START Material provided
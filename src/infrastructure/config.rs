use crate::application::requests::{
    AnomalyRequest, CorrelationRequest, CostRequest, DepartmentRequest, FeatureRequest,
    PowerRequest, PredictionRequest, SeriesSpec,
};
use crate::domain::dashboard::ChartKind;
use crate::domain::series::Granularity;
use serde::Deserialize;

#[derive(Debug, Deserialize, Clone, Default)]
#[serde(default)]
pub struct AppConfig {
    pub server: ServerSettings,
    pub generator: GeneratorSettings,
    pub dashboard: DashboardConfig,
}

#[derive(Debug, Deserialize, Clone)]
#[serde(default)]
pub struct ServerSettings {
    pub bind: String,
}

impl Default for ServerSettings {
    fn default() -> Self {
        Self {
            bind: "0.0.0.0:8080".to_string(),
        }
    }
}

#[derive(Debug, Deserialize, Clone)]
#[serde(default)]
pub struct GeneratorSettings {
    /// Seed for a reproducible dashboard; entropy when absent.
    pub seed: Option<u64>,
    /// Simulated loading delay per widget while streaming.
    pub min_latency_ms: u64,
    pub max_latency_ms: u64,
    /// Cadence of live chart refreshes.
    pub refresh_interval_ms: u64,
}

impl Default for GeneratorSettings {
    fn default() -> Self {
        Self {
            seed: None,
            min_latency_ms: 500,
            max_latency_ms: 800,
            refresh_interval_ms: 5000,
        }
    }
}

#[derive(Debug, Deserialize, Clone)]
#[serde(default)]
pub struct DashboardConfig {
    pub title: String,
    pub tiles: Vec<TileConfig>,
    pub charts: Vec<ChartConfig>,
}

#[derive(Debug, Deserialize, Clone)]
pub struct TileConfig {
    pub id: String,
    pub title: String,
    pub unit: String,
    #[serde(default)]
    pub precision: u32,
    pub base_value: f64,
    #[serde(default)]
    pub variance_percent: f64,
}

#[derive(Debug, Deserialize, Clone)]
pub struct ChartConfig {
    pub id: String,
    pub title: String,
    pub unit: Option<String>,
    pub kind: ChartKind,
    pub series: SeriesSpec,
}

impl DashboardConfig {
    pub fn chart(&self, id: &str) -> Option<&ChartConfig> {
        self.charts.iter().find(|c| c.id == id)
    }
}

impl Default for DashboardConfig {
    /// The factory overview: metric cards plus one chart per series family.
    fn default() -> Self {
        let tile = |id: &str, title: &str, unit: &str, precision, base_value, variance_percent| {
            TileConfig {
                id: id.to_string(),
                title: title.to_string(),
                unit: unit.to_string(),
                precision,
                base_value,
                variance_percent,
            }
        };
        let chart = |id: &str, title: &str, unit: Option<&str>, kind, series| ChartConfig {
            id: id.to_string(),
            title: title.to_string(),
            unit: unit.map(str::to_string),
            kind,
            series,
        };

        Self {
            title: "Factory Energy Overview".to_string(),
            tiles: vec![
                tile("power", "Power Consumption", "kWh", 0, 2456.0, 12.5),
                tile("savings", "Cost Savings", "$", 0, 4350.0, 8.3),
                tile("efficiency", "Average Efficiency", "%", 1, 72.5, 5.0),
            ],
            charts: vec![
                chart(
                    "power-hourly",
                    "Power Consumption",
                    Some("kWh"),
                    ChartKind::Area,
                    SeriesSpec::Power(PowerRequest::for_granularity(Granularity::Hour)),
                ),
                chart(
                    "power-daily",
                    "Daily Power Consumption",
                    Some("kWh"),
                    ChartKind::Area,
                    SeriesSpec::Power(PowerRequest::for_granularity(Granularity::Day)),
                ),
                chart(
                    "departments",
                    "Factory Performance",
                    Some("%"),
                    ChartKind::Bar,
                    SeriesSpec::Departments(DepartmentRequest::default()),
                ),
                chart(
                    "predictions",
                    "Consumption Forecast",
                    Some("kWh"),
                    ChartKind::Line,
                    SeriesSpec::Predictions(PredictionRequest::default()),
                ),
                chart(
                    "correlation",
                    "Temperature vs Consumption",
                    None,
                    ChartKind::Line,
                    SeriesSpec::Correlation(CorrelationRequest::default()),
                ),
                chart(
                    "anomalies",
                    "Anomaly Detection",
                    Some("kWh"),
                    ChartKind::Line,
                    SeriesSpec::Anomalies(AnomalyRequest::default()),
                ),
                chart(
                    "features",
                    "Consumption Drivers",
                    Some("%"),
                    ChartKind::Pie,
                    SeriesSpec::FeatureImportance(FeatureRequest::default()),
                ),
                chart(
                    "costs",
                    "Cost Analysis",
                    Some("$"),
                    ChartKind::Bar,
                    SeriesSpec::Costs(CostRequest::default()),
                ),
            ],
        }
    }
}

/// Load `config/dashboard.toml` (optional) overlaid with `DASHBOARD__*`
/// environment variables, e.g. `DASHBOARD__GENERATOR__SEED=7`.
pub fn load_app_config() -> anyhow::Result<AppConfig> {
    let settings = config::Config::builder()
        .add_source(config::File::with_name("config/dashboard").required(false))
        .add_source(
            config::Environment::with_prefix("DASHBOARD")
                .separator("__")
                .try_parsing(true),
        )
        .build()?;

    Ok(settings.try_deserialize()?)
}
END Material provided
* _Exercise_
The answer must consist of every line in the records above that contains the word "CorrelationRequest".

* _Result of this exercise_
    AnomalyRequest, CorrelationRequest, CostRequest, DepartmentRequest, FeatureRequest,
                    SeriesSpec::Correlation(CorrelationRequest::default()),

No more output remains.